The darker undercurrent of the show takes the fore in the surreal, inspired opening sequence of “Valhalla,” with Phil Miller’s hiatus-delayed burial. This show is at its best when smoothly blending its existential concerns with its left-field humor instead of tending to them separately, and Todd cry-singing Chumbawamba’s “Tubthumping” while Gail poorly accompanies him on accordion is the most Bergmanesque comic tableau since a black-gown-clad Carol threw herself into the ocean during Tandy’s fake funeral. By setting their fallen comrade adrift aboard a Viking funeral raft bedecked with piñatas, American flags, and a shudder-inducingly bad portrait, the Malibu gang allow themselves to be wounded by this loss in individual ways, all of which advance individual character arcs.
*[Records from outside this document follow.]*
//! Adapter module - remote access to the color pool over TCP with JSON lines
//!
//! Presentation hosts that do not link the pool directly (a QML scene, a
//! web front end, a test harness) talk to it through this adapter.
//!
//! # Protocol Overview
//!
//! 1. **Connection**: client connects (default: 127.0.0.1:7878)
//! 2. **Handshake**: client sends `hello`, server answers `welcome`
//! 3. **Requests**: `advance`, `name_of`, `color_name_at`, `get_cursor`,
//!    `set_cursor`, `peek`, each answered by exactly one reply. `advance`
//!    takes an optional `resume` slot; leaving it out, `null` or `-1` all
//!    walk from the stored cursor
//! 4. **Events**: clients that set `stream_events` receive a
//!    `cursor_changed` line after every cursor mutation, from any client or
//!    from the local host
//!
//! # Environment Variables
//!
//! - `COLOR_POOL_HOST`: bind address (default: "127.0.0.1")
//! - `COLOR_POOL_PORT`: port number (default: 7878)
//! - `COLOR_POOL_MAX_PENDING`: bounded command queue size (default: 16)
//! - `COLOR_POOL_ADAPTER_DISABLED`: "1" or "true" disables the adapter
//!
//! # Example Protocol Flow
//!
//! ```text
//! Client -> Server: {"type":"hello","seq":1,"client":{"name":"board","version":"1.0"},"protocol_version":"1.0.0","stream_events":true}
//! Server -> Client: {"type":"welcome","seq":1,"protocol_version":"1.0.0","client_id":1,"colors":["red","blue","yellow","green"]}
//! Client -> Server: {"type":"set_cursor","seq":2,"queue":2,"position":1}
//! Server -> Client: {"type":"cursor_changed","queue":2,"position":1}
//! Server -> Client: {"type":"cursor","seq":2,"queue":2,"position":1}
//! Client -> Server: {"type":"advance","seq":3,"queue":2}
//! Server -> Client: {"type":"cursor_changed","queue":2,"position":2}
//! Server -> Client: {"type":"color","seq":3,"queue":2,"position":2,"code":2,"name":"yellow"}
//! ```

pub mod protocol;
pub mod runtime;
pub mod server;

pub use color_pool_core as core;
pub use color_pool_types as types;

pub use protocol::{
    parse_message, ClientMessage, ErrorCode, PoolRequest, ServerMessage, PROTOCOL_VERSION,
};
pub use runtime::{
    apply_command, respond, run_pool_service, Adapter, EventForwarder, InboundCommand,
    OutboundMessage,
};
pub use server::{run_server, ServerConfig};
For a bunch of people who watched everyone they knew and loved die gruesome and painful deaths, death still hits these characters hard. In the words of De La Soul founder Posdnuos, sometimes the body needs to feel stress to appreciate the joy, and death smacks the Malibu gang right in the face with a reminder of how precious life is.

This reminder makes Melissa manic and desperate, which turns out to be the best of all possible acting modes for January Jones. Todd’s soft pass on her marriage proposal removes the bottom-most Jenga piece from Melissa’s precarious tower of self-esteem, sending her careening into a spiral of emotional neediness and boot-biting. The sight of Jones nibbling individual rhinestones off of Carol’s boots could be oil-painted and mounted in the Louvre, and her matter-of-fact explanation of “Oh, I’m un-bedazzling Carol’s boots with my teeth” flawlessly seals the scene. (How tragic that we should only now realize that January Jones would’ve annihilated in a guest role on 30 Rock.)
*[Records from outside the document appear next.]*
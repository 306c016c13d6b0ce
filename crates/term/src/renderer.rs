//! TerminalRenderer: flushes a framebuffer to a real terminal.
//!
//! Frames here are a handful of rows, so every draw is a full redraw.

use std::io::{self, Write};

use anyhow::Result;
use crossterm::{
    cursor,
    style::{
        Attribute, Color, Print, ResetColor, SetAttribute, SetBackgroundColor, SetForegroundColor,
    },
    terminal, QueueableCommand,
};

use crate::fb::{CellStyle, FrameBuffer, Rgb};

pub struct TerminalRenderer {
    stdout: io::Stdout,
    buf: Vec<u8>,
}

impl Default for TerminalRenderer {
    fn default() -> Self {
        Self::new()
    }
}

impl TerminalRenderer {
    pub fn new() -> Self {
        Self {
            stdout: io::stdout(),
            buf: Vec::with_capacity(8 * 1024),
        }
    }

    pub fn enter(&mut self) -> Result<()> {
        terminal::enable_raw_mode()?;
        self.buf.clear();
        self.buf.queue(terminal::EnterAlternateScreen)?;
        self.buf.queue(cursor::Hide)?;
        self.flush_buf()
    }

    pub fn exit(&mut self) -> Result<()> {
        self.buf.clear();
        self.buf.queue(ResetColor)?;
        self.buf.queue(SetAttribute(Attribute::Reset))?;
        self.buf.queue(cursor::Show)?;
        self.buf.queue(terminal::LeaveAlternateScreen)?;
        self.flush_buf()?;
        terminal::disable_raw_mode()?;
        Ok(())
    }

    pub fn draw(&mut self, fb: &FrameBuffer) -> Result<()> {
        self.buf.clear();
        encode_full_into(fb, &mut self.buf)?;
        self.flush_buf()
    }

    fn flush_buf(&mut self) -> Result<()> {
        self.stdout.write_all(&self.buf)?;
        self.stdout.flush()?;
        Ok(())
    }
}

/// Encode a full-frame redraw into `out` without touching stdout.
pub fn encode_full_into(fb: &FrameBuffer, out: &mut Vec<u8>) -> Result<()> {
    out.queue(cursor::MoveTo(0, 0))?;

    let mut current: Option<CellStyle> = None;
    for y in 0..fb.height() {
        out.queue(cursor::MoveTo(0, y))?;
        for x in 0..fb.width() {
            let cell = fb.get(x, y).unwrap_or_default();
            if current != Some(cell.style) {
                apply_style_into(out, cell.style)?;
                current = Some(cell.style);
            }
            out.queue(Print(cell.ch))?;
        }
    }

    out.queue(ResetColor)?;
    out.queue(SetAttribute(Attribute::Reset))?;
    Ok(())
}

fn apply_style_into(out: &mut Vec<u8>, style: CellStyle) -> Result<()> {
    out.queue(SetAttribute(Attribute::Reset))?;
    out.queue(SetForegroundColor(rgb_to_color(style.fg)))?;
    out.queue(SetBackgroundColor(rgb_to_color(style.bg)))?;
    if style.bold {
        out.queue(SetAttribute(Attribute::Bold))?;
    }
    Ok(())
}

fn rgb_to_color(rgb: Rgb) -> Color {
    Color::Rgb {
        r: rgb.r,
        g: rgb.g,
        b: rgb.b,
    }
}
Her sad attempts to wriggle back into Todd’s romantic affections feel like a bit of a retread, especially when the other end of Todd’s plot is his flimsy forestalling of his and Gail’s coming-out as a couple. Though Todd’s selection of “bub” as the ultimate nonsexual nickname is both very funny and makes him sound like a helpful, friendly version of Wolverine, this emerging love triangle feels a little soapish for a program that’s proven itself capable of more.

Tandy establishes his route for the episode with his suspiciously specific protestations to Carol that he’s totally over Mike’s death and his grief for Phil is in no way related, no siree. He stumbles through the five classic stages of guilt: inept archery, questionable impersonations, offers to raise the deceased’s now-fatherless child, framing for racially inflammatory slam poetry, and finally, acceptance. Sifting through unresolved confusion, frustration, and helplessness in his inability to save his brother, Phil makes some meaningful progress — and what’s more, very nearly comprehends that he’s growing up. Tandy might as well have nicked the diss of “You’re no Viking, you’re a suck-king!” from an eight-year-old, but his concession that he may not be the best choice to raise Phil and Erica’s baby represents a big step forward for the man who destroyed his deathtrap of a DIY cradle earlier that day in a tantrum.
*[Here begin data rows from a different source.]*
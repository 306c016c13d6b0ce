//! ColorTable - sparse slot index -> color lookup
//!
//! The source format is a run of single decimal digits with no separators.
//! Each character position is one slot; a slot is retained only when its
//! character is a digit below [`COLOR_COUNT`]. Everything else (digits
//! `>= K`, letters, whitespace, a trailing newline) leaves a hole.
//!
//! Holes matter: the pool walks slot indices in order and wraps to 0 at the
//! first missing index, so the gap pattern of the source decides the cycle.

use std::fs::File;
use std::io::{self, Read};
use std::path::{Path, PathBuf};

use thiserror::Error;

use crate::source::PoolSource;
use crate::types::{PieceColor, SlotIndex, COLOR_COUNT};

/// Failure to read a data source.
///
/// Only the fallible primitives return this; [`ColorTable::load`] degrades
/// to an empty table instead.
#[derive(Error, Debug)]
pub enum LoadError {
    #[error("failed to read color data from {path}: {source}")]
    Io {
        path: PathBuf,
        #[source]
        source: io::Error,
    },

    #[error("failed to read color data: {0}")]
    Stream(#[from] io::Error),
}

/// Immutable slot index -> color table.
#[derive(Debug, Clone, Default, PartialEq, Eq)]
pub struct ColorTable {
    /// `slots[i]` is `Some` iff slot `i` survived filtering.
    slots: Vec<Option<PieceColor>>,
    retained: usize,
}

impl ColorTable {
    /// Table with no slots. Every lookup yields "no color".
    pub fn empty() -> Self {
        Self::default()
    }

    /// Build a table from raw source bytes.
    ///
    /// ```
    /// use color_pool_core::ColorTable;
    /// use color_pool_core::types::PieceColor;
    ///
    /// let table = ColorTable::parse(b"0193");
    /// assert_eq!(table.get(0), Some(PieceColor::Red));
    /// assert_eq!(table.get(1), Some(PieceColor::Blue));
    /// assert_eq!(table.get(2), None); // '9' is out of range
    /// assert_eq!(table.get(3), Some(PieceColor::Green));
    /// ```
    pub fn parse(bytes: &[u8]) -> Self {
        let text = String::from_utf8_lossy(bytes);
        let mut slots = Vec::with_capacity(bytes.len());
        let mut retained = 0usize;

        for ch in text.chars() {
            let color = ch
                .to_digit(10)
                .filter(|&d| d < COLOR_COUNT as u32)
                .and_then(|d| PieceColor::from_code(d as i64));
            if color.is_some() {
                retained += 1;
            }
            slots.push(color);
        }

        // Trailing holes are unreachable; keep the domain tight.
        while matches!(slots.last(), Some(None)) {
            slots.pop();
        }
        slots.shrink_to_fit();

        Self { slots, retained }
    }

    /// Read a whole stream and parse it.
    pub fn read_from<R: Read>(mut reader: R) -> Result<Self, LoadError> {
        let mut buf = Vec::new();
        reader.read_to_end(&mut buf)?;
        Ok(Self::parse(&buf))
    }

    /// Read and parse a data file.
    pub fn from_path(path: &Path) -> Result<Self, LoadError> {
        let file = File::open(path).map_err(|source| LoadError::Io {
            path: path.to_path_buf(),
            source,
        })?;
        Self::read_from(file).map_err(|e| match e {
            LoadError::Stream(source) => LoadError::Io {
                path: path.to_path_buf(),
                source,
            },
            other => other,
        })
    }

    /// Load a table from a configured source.
    ///
    /// Never fails: an unreadable source logs a warning and produces an
    /// empty table, which callers treat as degraded but usable.
    pub fn load(source: &PoolSource) -> Self {
        match source {
            PoolSource::Embedded => Self::parse(PoolSource::EMBEDDED_DATA),
            PoolSource::Bytes(bytes) => Self::parse(bytes),
            PoolSource::Path(path) => match Self::from_path(path) {
                Ok(table) => table,
                Err(e) => {
                    log::warn!("{e}; continuing with an empty color table");
                    Self::empty()
                }
            },
        }
    }

    /// Color at `slot`, or `None` when the slot is absent.
    #[inline]
    pub fn get(&self, slot: SlotIndex) -> Option<PieceColor> {
        self.slots.get(slot).copied().flatten()
    }

    #[inline]
    pub fn contains(&self, slot: SlotIndex) -> bool {
        self.get(slot).is_some()
    }

    /// Number of retained slots.
    pub fn len(&self) -> usize {
        self.retained
    }

    pub fn is_empty(&self) -> bool {
        self.retained == 0
    }

    /// One past the highest retained slot index (0 when empty).
    pub fn domain_len(&self) -> usize {
        self.slots.len()
    }

    /// Highest retained slot index.
    pub fn max_slot(&self) -> Option<SlotIndex> {
        self.slots.len().checked_sub(1)
    }

    /// Retained slots in ascending index order.
    pub fn iter(&self) -> impl Iterator<Item = (SlotIndex, PieceColor)> + '_ {
        self.slots
            .iter()
            .enumerate()
            .filter_map(|(i, c)| c.map(|c| (i, c)))
    }

    /// Retained slots whose successor is absent; a cursor on one of these
    /// wraps to 0 on its next advance.
    pub fn wrap_points(&self) -> impl Iterator<Item = SlotIndex> + '_ {
        self.iter()
            .map(|(i, _)| i)
            .filter(move |&i| !self.contains(i + 1))
    }

    /// How many retained slots hold each color, indexed by code.
    pub fn color_counts(&self) -> [usize; COLOR_COUNT as usize] {
        let mut counts = [0usize; COLOR_COUNT as usize];
        for (_, color) in self.iter() {
            counts[color.code() as usize] += 1;
        }
        counts
    }
}

#[cfg(test)]
mod tests {
    use super::*;

    #[test]
    fn test_parse_keeps_in_range_digits() {
        let table = ColorTable::parse(b"0123");
        assert_eq!(table.len(), 4);
        assert_eq!(table.domain_len(), 4);
        for (i, color) in PieceColor::ALL.iter().enumerate() {
            assert_eq!(table.get(i), Some(*color));
        }
    }

    #[test]
    fn test_parse_drops_out_of_range_positions() {
        // index 5 holds '4' and must become a hole, not a red slot.
        let table = ColorTable::parse(b"0123040");
        let slots: Vec<_> = table.iter().map(|(i, c)| (i, c.code())).collect();
        assert_eq!(slots, vec![(0, 0), (1, 1), (2, 2), (3, 3), (4, 0), (6, 0)]);
        assert!(!table.contains(5));
    }

    #[test]
    fn test_parse_drops_non_digits() {
        let table = ColorTable::parse(b"1x2 3\n");
        assert!(table.contains(0));
        assert!(!table.contains(1));
        assert!(table.contains(2));
        assert!(!table.contains(3));
        assert!(table.contains(4));
        // Trailing newline is not part of the domain.
        assert_eq!(table.domain_len(), 5);
    }

    #[test]
    fn test_malformed_only_source_is_empty() {
        let table = ColorTable::parse(b"9");
        assert!(table.is_empty());
        assert_eq!(table.domain_len(), 0);
        assert_eq!(table.max_slot(), None);
        assert_eq!(table.get(0), None);
    }

    #[test]
    fn test_absent_is_not_red() {
        let table = ColorTable::parse(b"5");
        assert_eq!(table.get(0), None);
        assert_ne!(table.get(0), Some(PieceColor::Red));
    }

    #[test]
    fn test_get_past_domain_is_none() {
        let table = ColorTable::parse(b"0123");
        assert_eq!(table.get(100), None);
        assert_eq!(table.get(usize::MAX), None);
    }

    #[test]
    fn test_wrap_points_follow_gaps() {
        let table = ColorTable::parse(b"01830");
        let wraps: Vec<_> = table.wrap_points().collect();
        assert_eq!(wraps, vec![1, 4]);
    }

    #[test]
    fn test_color_counts() {
        let table = ColorTable::parse(b"0011223");
        assert_eq!(table.color_counts(), [2, 2, 2, 1]);
    }

    #[test]
    fn test_missing_path_degrades_to_empty() {
        let source = PoolSource::Path(PathBuf::from("/definitely/not/here/colors.txt"));
        let table = ColorTable::load(&source);
        assert!(table.is_empty());
    }

    #[test]
    fn test_from_path_reports_path() {
        let err = ColorTable::from_path(Path::new("/definitely/not/here/colors.txt"))
            .expect_err("missing file");
        assert!(err.to_string().contains("/definitely/not/here/colors.txt"));
    }

    #[test]
    fn test_load_reads_file_source() {
        let mut file = tempfile::NamedTempFile::new().unwrap();
        std::io::Write::write_all(&mut file, b"2103\n").unwrap();

        let table = ColorTable::load(&PoolSource::Path(file.path().to_path_buf()));
        assert_eq!(table.len(), 4);
        assert_eq!(table.get(0), Some(PieceColor::Yellow));
        assert_eq!(table.get(3), Some(PieceColor::Green));
    }

    #[test]
    fn test_from_path_reads_empty_file() {
        let file = tempfile::NamedTempFile::new().unwrap();
        let table = ColorTable::from_path(file.path()).unwrap();
        assert!(table.is_empty());
    }

    #[test]
    fn test_load_in_memory_bytes() {
        let table = ColorTable::load(&PoolSource::Bytes(b"3x1".to_vec()));
        assert_eq!(table.get(0), Some(PieceColor::Green));
        assert!(!table.contains(1));
        assert_eq!(table.get(2), Some(PieceColor::Blue));
    }

    #[test]
    fn test_embedded_data_is_usable() {
        let table = ColorTable::load(&PoolSource::Embedded);
        assert!(!table.is_empty());
        assert!(table.contains(0));
        for (_, color) in table.iter() {
            assert!(color.code() < COLOR_COUNT);
        }
    }
}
At this point, Mike’s arrival must be coming next week, and his return to humanity will surely threaten to undo all of Tandy’s progress in “Valhalla.” If the death of his surrogate brother was enough to bring out all these messy feelings, then the un-death of his non-surrogate brother should overwhelm him on an unprecedented level. One might assume Mike’s survival would be good news, but with Tandy, nothing’s ever that easy.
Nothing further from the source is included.